Ячейка Тринити собиралась еженедельно в комнатах студентов или за послеполуденным чаем в городских кафе, чтобы обсудить политическую ситуацию, организовать демонстрации, собрать деньги, наметить проникновение в другие общества, установить связь и взаимодействие с другими симпатизирующими кембриджскими группами, такими как меджлис, дискуссионная площадка для колониальных студентов. Членам ячейки раздавали книги для прочтения, велись списки сторонников и сочувствующих. На самом деле практически каждый социалист знал, с кем в тот или иной момент следует работать и стараться обратить в свою веру.
Другой член ячейки Тринити-колледжа, Фрэнсис Хоувелл-Терлоу-Камминг-Брюс, впоследствии видный дипломат лорд Терлоу, запомнил озорство, пожалуй, даже буйство Бёрджесса:
«Ему нравилось нарушать порядок. Он был очень безответственный. …Он обладал неуемной энергией, психической энергией, всеми видами энергии. Он был очень забавный. Он мог увлеченно и интересно говорить на любую тему. Я всегда считал его кем-то вроде придворного шута. Он не был приятным человеком, поскольку не имел корней. И, определенно, не имел никаких моральных принципов. …Никто, находясь в здравом уме и твердой памяти, никогда не поручил бы ему разумную работу. Он был слишком неосторожным. …Он ощущал необходимость быть преданным чему-то»[125].
Юный мятежник без идеи теперь нашел ее.
Бёрджесс участвовал в кампаниях коммунистов по поддержке бастующих водителей городских автобусов и работников очистных сооружений, а также квартиросъемщиков, выступающих против высоких арендных плат. Он помог организовать забастовку официантов Тринити против системы временной работы, в соответствии с которой многих из них увольняли во время каникул. Правда, Найджел Бёрджесс вспоминал, что «никто не был более требовательным и придирчивым к слугам в доме матери, чем он»[126].
В ноябре 1933 года в «Гранте» появилась статья, где было отмечено, что «спортивная площадка, кружка пива и грубый хохот все еще играют большую роль в жизни среднего студента. Но вместе с этим появилась реальная озабоченность и понимание современных проблем и событий»[127].

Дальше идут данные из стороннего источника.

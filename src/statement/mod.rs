//! Balance-statement parsing.
//!
//! The balance-statement endpoint answers with CRLF-delimited text rather
//! than JSON. The first line is a title and every following line is a tuple
//! literal of 22 positional values:
//!
//! ```text
//! header
//! ('deposit','tx1','2023-01-01',100.0,100.0,null,null,'PHP',0,null,'ord1',...)
//! ```
//!
//! [`parse`] decodes such a body lazily into [`TransactionRecord`]s, keeping
//! only those that match an optional [`FilterSpec`].
//!
//! ```rust
//! use coinsph_api_client::statement::{FilterSpec, parse};
//!
//! let body = "header\r\n\
//!     ('deposit','tx1','2023-01-01',100.0,100.0,null,null,'PHP',0,null,'ord1',\
//!     null,null,null,null,null,null,null,null,null,'done',null)\r\n";
//!
//! let filters = FilterSpec::new().with("status", "done");
//! let records: Vec<_> = parse(body, Some(&filters)).collect::<Result<_, _>>().unwrap();
//! assert_eq!(records.len(), 1);
//! assert_eq!(records[0].order_id(), Some("ord1"));
//! ```

mod filter;
mod literal;
mod record;

pub use filter::FilterSpec;
pub use literal::{LiteralError, StatementValue, parse_tuple};
pub use record::{TRANSACTION_FIELD_COUNT, TransactionField, TransactionRecord};

use std::iter::{Enumerate, FusedIterator};
use std::str::Split;

use tracing::debug;

use crate::error::CoinsError;

/// Line separator of the statement feed.
const LINE_SEPARATOR: &str = "\r\n";

/// Lazily decode the records of a raw statement body.
///
/// Line 0 is discarded as a header and exactly-empty lines are skipped. The
/// first line that fails to decode yields a [`CoinsError::MalformedRecord`],
/// after which the iterator is exhausted. Calling `parse` again on the same
/// body starts a fresh, identical sequence.
pub fn parse<'a>(raw_body: &'a str, filters: Option<&'a FilterSpec>) -> Records<'a> {
    let mut lines = raw_body.split(LINE_SEPARATOR).enumerate();
    lines.next();
    Records {
        lines,
        filters,
        failed: false,
    }
}

/// Iterator returned by [`parse`].
#[derive(Debug, Clone)]
pub struct Records<'a> {
    lines: Enumerate<Split<'a, &'static str>>,
    filters: Option<&'a FilterSpec>,
    failed: bool,
}

impl Iterator for Records<'_> {
    type Item = Result<TransactionRecord, CoinsError>;

    fn next(&mut self) -> Option<Self::Item> {
        if self.failed {
            return None;
        }
        for (line_number, line) in self.lines.by_ref() {
            if line.is_empty() {
                debug!(line_number, "skipping empty statement line");
                continue;
            }
            match decode_line(line_number, line) {
                Ok(record) => {
                    if self.filters.is_none_or(|filters| filters.matches(&record)) {
                        return Some(Ok(record));
                    }
                }
                Err(err) => {
                    self.failed = true;
                    return Some(Err(err));
                }
            }
        }
        None
    }
}

impl FusedIterator for Records<'_> {}

fn decode_line(line_number: usize, line: &str) -> Result<TransactionRecord, CoinsError> {
    let malformed = |reason: String| CoinsError::MalformedRecord {
        line_number,
        raw_line: line.to_string(),
        reason,
    };
    let values = parse_tuple(line).map_err(|e| malformed(e.to_string()))?;
    TransactionRecord::from_values(values).map_err(|values| {
        malformed(format!(
            "expected {TRANSACTION_FIELD_COUNT} values, found {}",
            values.len()
        ))
    })
}

/// An owned balance-statement body, as returned by
/// [`CoinsRestClient::get_transactions`](crate::rest::CoinsRestClient::get_transactions).
#[derive(Debug, Clone, PartialEq, Eq)]
pub struct Statement {
    body: String,
}

impl Statement {
    /// Wrap a raw statement body.
    pub fn new(body: impl Into<String>) -> Self {
        Self { body: body.into() }
    }

    /// The body exactly as received.
    pub fn raw(&self) -> &str {
        &self.body
    }

    /// The title line.
    pub fn header(&self) -> Option<&str> {
        self.body.split(LINE_SEPARATOR).next().filter(|h| !h.is_empty())
    }

    /// Lazily decode the records, restarting from the top on every call.
    pub fn records<'a>(&'a self, filters: Option<&'a FilterSpec>) -> Records<'a> {
        parse(&self.body, filters)
    }

    /// Decode every matching record, stopping at the first malformed line.
    pub fn collect_records(
        &self,
        filters: Option<&FilterSpec>,
    ) -> Result<Vec<TransactionRecord>, CoinsError> {
        self.records(filters).collect()
    }
}
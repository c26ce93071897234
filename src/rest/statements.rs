//! Balance-statement retrieval.

use reqwest::{Method, StatusCode};

use crate::error::CoinsError;
use crate::rest::CoinsRestClient;
use crate::rest::endpoints::v3;
use crate::rest::query::ResourceQuery;
use crate::statement::Statement;

/// Currency requested when the caller does not pick one.
pub const DEFAULT_STATEMENT_CURRENCY: &str = "PBTC";

/// Request parameters for [`CoinsRestClient::get_transactions`].
#[derive(Debug, Clone, PartialEq, Eq)]
pub struct StatementRequest {
    /// Month, 1-12.
    pub month: u8,
    /// Four-digit year.
    pub year: u16,
    /// Currency symbol; `None` requests every currency.
    pub currency: Option<String>,
}

impl StatementRequest {
    /// Statement for `month`/`year` in the default currency.
    pub fn new(month: u8, year: u16) -> Self {
        Self {
            month,
            year,
            currency: Some(DEFAULT_STATEMENT_CURRENCY.to_string()),
        }
    }

    /// Request a specific currency instead of the default.
    pub fn currency(mut self, currency: impl Into<String>) -> Self {
        self.currency = Some(currency.into());
        self
    }

    /// Drop the currency parameter.
    pub fn all_currencies(mut self) -> Self {
        self.currency = None;
        self
    }
}

impl CoinsRestClient {
    /// Download a monthly balance statement.
    ///
    /// The body is returned unparsed; decode it with [`Statement::records`].
    ///
    /// # Example
    ///
    /// ```rust,no_run
    /// use coinsph_api_client::auth::EnvCredentials;
    /// use coinsph_api_client::rest::{CoinsRestClient, StatementRequest};
    /// use coinsph_api_client::statement::FilterSpec;
    /// use std::sync::Arc;
    ///
    /// #[tokio::main]
    /// async fn main() -> Result<(), Box<dyn std::error::Error>> {
    ///     let client = CoinsRestClient::builder()
    ///         .credentials(Arc::new(EnvCredentials::from_env()))
    ///         .build();
    ///
    ///     let statement = client.get_transactions(&StatementRequest::new(1, 2023)).await?;
    ///     let deposits = FilterSpec::new().with("entry_type", "deposit");
    ///     for record in statement.records(Some(&deposits)) {
    ///         let record = record?;
    ///         println!("{:?} {:?}", record.transaction_id(), record.amount());
    ///     }
    ///     Ok(())
    /// }
    /// ```
    pub async fn get_transactions(
        &self,
        request: &StatementRequest,
    ) -> Result<Statement, CoinsError> {
        let mut query = ResourceQuery::new(self.base_url(), v3::BALANCE_STATEMENTS)
            .param("month", request.month)
            .param("year", request.year);
        if let Some(currency) = &request.currency {
            query = query.param("currency", currency);
        }

        let response = self
            .send(Method::GET, query.to_url()?, None)
            .await?
            .expect_status(StatusCode::OK.as_u16())?;
        Ok(Statement::new(response.into_text()))
    }
}

#[cfg(test)]
mod tests {
    use super::*;

    #[test]
    fn test_statement_request_currency() {
        let request = StatementRequest::new(3, 2024);
        assert_eq!(request.currency.as_deref(), Some("PBTC"));
        assert_eq!(request.clone().currency("PHP").currency.as_deref(), Some("PHP"));
        assert_eq!(request.all_currencies().currency, None);
    }
}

В том же месяце антивоенный совет организовал митинг в городской ратуше, на котором выступил немецкий писатель Эрнст Толлер. Также была организована антивоенная выставка в Сент-Эндрюс-Холл. Этим занимались Морис Добб и Джулиан Белл. Не обходилось и без ожесточенных споров. В пятницу, 10 ноября, имела место масштабная дискуссия между кембриджскими коммунистами и либералами на тему: «Демократия не может дальше развиваться при капитализме. Единственная надежда человечества – коммунистическая система». Коммунисты не победили[128].